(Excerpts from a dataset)

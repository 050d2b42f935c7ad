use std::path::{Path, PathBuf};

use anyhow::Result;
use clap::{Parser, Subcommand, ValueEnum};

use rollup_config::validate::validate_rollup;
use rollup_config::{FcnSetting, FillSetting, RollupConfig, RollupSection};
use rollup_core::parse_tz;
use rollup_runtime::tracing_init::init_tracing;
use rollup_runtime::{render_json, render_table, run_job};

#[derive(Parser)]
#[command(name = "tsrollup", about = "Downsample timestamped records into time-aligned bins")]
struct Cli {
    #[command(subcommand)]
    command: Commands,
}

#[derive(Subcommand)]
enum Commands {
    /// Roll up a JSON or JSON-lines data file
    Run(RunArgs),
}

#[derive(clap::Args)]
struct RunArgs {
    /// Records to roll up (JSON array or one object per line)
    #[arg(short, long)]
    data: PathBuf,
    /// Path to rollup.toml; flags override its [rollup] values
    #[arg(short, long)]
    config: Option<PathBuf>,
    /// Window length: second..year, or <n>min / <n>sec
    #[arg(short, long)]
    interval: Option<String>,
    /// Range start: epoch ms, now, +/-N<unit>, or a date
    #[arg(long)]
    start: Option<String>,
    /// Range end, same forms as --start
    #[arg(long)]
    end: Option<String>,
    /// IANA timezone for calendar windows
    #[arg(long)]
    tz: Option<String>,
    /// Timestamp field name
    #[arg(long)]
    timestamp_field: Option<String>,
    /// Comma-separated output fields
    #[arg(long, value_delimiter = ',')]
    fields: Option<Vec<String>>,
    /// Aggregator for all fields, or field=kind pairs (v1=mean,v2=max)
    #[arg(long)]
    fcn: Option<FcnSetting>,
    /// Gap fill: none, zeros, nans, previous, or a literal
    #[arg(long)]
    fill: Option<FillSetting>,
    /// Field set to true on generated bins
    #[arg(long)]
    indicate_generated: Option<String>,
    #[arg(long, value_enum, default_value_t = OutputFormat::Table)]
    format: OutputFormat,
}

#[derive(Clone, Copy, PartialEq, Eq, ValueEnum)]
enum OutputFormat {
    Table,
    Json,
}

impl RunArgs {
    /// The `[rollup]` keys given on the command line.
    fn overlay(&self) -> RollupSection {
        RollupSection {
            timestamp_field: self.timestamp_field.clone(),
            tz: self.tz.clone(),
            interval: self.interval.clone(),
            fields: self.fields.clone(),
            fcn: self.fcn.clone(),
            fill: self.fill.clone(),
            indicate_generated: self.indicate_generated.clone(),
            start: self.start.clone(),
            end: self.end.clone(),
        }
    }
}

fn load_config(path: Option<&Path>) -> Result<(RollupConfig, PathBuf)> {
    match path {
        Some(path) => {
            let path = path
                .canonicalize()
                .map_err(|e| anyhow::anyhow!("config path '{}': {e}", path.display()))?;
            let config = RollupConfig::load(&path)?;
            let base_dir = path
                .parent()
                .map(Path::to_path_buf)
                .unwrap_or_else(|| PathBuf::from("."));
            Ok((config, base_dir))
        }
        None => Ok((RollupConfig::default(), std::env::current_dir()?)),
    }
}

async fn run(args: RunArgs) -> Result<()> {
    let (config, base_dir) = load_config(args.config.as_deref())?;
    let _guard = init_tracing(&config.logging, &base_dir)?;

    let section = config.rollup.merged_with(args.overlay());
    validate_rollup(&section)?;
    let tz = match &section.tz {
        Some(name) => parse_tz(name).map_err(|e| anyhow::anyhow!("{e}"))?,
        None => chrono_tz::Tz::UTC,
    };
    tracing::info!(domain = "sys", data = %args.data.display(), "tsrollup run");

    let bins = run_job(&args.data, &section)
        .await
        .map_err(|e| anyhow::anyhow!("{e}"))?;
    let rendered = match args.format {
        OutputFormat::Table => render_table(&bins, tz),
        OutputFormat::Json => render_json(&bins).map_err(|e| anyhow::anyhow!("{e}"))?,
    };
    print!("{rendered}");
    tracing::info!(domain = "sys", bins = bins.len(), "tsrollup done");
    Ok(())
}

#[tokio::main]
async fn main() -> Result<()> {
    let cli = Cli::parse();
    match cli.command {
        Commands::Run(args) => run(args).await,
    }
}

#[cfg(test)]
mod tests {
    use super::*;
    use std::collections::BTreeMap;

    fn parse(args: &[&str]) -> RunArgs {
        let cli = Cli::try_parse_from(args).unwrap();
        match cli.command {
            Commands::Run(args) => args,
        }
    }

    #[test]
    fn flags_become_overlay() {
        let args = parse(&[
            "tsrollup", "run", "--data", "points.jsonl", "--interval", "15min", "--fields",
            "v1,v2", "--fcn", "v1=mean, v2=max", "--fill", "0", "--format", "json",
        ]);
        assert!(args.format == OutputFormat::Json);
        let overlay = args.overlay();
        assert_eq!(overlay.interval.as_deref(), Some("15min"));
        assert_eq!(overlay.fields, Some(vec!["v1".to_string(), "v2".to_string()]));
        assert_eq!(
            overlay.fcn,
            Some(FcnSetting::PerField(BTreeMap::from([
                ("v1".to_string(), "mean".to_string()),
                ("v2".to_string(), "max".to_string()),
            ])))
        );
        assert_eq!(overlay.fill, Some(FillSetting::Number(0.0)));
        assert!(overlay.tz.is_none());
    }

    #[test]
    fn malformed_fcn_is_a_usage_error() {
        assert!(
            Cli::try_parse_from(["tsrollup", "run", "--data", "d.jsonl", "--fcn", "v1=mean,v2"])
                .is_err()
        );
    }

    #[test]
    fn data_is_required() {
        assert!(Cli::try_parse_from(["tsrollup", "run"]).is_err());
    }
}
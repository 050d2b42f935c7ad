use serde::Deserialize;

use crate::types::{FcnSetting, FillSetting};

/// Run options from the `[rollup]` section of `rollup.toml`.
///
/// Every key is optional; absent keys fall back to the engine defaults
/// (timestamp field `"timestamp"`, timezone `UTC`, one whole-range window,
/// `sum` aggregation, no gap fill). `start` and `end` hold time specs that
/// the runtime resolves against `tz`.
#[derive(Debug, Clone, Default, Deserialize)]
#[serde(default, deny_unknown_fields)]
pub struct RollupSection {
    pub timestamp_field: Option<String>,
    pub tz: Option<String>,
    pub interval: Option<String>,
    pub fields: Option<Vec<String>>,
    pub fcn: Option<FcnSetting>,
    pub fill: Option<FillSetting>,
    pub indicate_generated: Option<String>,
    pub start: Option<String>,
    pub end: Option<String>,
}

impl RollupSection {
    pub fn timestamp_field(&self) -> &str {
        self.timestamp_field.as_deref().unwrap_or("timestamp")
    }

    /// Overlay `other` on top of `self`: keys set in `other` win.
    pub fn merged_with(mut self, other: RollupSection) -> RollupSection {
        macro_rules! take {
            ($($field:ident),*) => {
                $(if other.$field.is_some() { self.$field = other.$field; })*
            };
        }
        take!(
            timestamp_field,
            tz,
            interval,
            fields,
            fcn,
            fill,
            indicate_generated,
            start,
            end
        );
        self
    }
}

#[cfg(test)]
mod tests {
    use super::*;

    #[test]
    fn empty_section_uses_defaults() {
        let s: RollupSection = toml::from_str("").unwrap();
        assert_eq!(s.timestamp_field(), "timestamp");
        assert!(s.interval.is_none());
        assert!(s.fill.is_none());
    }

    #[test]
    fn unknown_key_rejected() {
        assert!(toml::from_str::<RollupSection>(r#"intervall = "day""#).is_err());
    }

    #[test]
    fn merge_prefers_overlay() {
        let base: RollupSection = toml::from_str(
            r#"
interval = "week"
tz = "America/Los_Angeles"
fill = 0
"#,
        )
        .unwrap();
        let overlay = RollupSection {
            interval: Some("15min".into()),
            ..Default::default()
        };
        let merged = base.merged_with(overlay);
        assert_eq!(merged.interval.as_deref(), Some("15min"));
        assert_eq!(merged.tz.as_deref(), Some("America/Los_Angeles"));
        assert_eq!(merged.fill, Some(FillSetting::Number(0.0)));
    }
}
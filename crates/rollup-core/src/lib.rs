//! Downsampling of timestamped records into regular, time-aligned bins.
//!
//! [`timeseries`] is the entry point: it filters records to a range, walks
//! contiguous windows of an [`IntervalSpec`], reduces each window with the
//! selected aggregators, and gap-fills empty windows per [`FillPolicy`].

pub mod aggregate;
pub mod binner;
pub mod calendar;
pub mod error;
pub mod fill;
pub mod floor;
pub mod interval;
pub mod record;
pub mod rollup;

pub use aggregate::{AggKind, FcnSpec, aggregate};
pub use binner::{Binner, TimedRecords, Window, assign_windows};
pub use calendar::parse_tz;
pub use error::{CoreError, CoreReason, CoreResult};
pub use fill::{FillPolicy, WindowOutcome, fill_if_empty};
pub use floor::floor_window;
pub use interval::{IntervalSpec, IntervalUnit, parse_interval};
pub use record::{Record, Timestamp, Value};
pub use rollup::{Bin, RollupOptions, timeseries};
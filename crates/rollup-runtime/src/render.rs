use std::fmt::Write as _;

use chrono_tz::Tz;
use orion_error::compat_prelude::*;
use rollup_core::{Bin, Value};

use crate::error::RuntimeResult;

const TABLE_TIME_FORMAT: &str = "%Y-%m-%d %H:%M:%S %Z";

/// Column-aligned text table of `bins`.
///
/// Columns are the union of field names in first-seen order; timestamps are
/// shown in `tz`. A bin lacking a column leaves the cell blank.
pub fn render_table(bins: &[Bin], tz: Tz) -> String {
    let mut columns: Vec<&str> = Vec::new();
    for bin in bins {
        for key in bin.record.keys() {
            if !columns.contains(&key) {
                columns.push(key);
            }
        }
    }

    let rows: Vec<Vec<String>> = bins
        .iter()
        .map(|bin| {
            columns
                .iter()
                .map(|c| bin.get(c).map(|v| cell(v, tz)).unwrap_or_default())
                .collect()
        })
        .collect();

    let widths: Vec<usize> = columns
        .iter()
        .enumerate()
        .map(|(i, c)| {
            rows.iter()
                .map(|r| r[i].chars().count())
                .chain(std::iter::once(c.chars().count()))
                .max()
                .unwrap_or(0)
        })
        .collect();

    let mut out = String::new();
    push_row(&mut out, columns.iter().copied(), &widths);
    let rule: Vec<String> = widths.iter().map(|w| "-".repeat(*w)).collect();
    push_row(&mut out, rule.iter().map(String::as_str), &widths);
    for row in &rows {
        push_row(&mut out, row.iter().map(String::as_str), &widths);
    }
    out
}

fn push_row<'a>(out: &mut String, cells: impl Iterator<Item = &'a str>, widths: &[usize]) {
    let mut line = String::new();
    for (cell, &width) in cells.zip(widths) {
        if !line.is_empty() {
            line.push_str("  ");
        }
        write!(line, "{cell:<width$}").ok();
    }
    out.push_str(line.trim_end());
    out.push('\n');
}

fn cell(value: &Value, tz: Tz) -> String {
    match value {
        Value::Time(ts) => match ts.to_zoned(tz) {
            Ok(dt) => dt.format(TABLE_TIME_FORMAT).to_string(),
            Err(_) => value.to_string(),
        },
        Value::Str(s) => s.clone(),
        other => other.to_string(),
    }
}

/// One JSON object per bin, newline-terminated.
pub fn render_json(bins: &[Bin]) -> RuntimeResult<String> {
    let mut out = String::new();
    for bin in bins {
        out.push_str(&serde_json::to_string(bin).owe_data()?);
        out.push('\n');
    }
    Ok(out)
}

...

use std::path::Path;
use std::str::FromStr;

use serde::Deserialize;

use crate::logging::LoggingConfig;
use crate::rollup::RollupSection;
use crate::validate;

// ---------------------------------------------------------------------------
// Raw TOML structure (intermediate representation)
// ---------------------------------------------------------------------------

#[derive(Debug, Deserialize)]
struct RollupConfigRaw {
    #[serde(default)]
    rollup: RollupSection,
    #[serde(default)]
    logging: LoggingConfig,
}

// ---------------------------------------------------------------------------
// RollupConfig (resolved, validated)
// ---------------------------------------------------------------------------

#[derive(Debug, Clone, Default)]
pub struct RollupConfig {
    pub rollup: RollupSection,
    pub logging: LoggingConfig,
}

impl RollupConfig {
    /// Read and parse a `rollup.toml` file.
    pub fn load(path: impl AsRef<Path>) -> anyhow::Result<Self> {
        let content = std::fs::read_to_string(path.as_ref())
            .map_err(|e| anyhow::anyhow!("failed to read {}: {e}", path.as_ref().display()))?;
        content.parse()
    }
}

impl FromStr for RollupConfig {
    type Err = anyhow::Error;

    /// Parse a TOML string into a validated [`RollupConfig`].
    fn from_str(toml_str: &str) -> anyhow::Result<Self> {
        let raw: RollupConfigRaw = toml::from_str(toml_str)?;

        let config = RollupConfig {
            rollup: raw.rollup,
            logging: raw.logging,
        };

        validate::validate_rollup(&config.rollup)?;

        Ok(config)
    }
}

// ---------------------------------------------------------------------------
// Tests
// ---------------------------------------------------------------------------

--

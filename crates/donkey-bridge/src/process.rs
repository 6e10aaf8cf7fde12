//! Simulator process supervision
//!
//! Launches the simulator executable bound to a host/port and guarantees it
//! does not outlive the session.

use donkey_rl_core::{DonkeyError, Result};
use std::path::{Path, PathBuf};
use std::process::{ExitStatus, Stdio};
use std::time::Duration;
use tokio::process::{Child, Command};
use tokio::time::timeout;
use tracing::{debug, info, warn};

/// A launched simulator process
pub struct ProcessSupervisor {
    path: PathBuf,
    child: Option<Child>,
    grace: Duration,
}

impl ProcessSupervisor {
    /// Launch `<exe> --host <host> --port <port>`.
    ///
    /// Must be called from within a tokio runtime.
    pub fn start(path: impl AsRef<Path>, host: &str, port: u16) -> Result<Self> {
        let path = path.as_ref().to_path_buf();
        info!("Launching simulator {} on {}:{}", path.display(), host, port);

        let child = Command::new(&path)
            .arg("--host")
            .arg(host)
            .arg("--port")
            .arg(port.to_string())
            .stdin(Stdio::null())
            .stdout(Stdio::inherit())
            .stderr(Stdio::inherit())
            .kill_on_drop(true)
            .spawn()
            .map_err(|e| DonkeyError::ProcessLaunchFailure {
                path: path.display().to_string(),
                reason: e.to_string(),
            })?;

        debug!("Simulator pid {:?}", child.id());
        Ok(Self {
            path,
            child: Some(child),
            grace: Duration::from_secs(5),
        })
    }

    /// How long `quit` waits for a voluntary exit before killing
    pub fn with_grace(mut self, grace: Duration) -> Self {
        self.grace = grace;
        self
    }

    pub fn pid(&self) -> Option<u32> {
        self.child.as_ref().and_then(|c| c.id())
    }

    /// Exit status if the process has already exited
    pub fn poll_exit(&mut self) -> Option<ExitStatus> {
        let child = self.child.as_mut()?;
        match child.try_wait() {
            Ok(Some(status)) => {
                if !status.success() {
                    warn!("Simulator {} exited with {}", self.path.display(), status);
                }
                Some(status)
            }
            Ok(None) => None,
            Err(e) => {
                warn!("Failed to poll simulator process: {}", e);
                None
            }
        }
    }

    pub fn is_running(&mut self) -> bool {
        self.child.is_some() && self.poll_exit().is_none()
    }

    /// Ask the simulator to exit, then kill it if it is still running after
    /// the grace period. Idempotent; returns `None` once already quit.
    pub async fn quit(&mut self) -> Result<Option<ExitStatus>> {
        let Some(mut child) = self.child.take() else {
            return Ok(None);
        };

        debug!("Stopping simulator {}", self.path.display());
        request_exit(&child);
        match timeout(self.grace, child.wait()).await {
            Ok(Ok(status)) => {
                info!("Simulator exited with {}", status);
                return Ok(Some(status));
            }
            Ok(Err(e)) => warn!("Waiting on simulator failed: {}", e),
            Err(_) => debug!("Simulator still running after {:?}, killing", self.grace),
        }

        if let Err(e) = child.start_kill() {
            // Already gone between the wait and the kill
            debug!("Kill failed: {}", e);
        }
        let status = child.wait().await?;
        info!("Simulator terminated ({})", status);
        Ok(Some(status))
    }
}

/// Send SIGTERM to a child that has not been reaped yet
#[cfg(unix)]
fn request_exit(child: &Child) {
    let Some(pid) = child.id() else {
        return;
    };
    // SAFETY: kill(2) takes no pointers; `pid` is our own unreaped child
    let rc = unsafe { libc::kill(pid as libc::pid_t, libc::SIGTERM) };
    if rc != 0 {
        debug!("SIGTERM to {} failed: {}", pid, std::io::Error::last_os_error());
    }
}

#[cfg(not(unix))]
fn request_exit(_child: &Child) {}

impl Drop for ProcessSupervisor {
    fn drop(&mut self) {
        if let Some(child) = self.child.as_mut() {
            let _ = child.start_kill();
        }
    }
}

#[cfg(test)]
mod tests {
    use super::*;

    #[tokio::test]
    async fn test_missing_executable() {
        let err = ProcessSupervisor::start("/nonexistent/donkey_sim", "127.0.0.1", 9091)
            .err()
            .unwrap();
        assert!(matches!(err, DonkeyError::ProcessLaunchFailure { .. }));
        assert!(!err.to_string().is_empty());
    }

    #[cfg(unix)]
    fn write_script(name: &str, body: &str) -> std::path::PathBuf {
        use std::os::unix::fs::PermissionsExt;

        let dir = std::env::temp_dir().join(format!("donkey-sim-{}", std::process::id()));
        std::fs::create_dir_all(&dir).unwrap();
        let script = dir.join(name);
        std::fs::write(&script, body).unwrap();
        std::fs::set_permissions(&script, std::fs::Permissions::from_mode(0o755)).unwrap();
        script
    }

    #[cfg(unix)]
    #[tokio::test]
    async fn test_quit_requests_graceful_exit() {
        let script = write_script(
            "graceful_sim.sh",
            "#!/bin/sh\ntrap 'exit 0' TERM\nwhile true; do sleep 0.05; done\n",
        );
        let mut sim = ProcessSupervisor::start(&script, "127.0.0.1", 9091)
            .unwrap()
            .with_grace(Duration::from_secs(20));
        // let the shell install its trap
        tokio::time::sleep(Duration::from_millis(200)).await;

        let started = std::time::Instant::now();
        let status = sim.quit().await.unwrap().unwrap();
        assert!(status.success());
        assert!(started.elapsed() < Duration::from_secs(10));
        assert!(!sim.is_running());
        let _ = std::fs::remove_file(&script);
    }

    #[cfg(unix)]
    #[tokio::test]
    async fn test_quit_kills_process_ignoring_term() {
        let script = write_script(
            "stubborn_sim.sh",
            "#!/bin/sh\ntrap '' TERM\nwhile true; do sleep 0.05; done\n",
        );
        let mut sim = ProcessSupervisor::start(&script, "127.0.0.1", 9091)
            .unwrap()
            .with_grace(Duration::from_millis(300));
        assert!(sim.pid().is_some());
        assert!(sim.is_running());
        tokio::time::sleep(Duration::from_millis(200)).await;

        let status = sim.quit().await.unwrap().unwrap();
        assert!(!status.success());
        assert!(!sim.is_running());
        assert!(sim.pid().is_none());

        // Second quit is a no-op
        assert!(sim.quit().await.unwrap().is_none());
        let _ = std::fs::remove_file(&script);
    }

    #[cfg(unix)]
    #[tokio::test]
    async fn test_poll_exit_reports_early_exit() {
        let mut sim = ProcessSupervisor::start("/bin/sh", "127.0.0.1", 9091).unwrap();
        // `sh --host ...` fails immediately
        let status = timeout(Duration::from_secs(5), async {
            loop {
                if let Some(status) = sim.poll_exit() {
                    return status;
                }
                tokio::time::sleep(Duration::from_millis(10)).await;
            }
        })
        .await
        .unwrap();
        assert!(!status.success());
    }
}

WHAT YOU ARE ASKED TO DO: The lines to extract from the data above begin with the line containing "once already quit." and end with the line containing "if let Err(e)". Extract them exactly, including both.

EXERCISE SOLUTION:
    /// the grace period. Idempotent; returns `None` once already quit.
    pub async fn quit(&mut self) -> Result<Option<ExitStatus>> {
        let Some(mut child) = self.child.take() else {
            return Ok(None);
        };

        debug!("Stopping simulator {}", self.path.display());
        request_exit(&child);
        match timeout(self.grace, child.wait()).await {
            Ok(Ok(status)) => {
                info!("Simulator exited with {}", status);
                return Ok(Some(status));
            }
            Ok(Err(e)) => warn!("Waiting on simulator failed: {}", e),
            Err(_) => debug!("Simulator still running after {:?}, killing", self.grace),
        }

        if let Err(e) = child.start_kill() {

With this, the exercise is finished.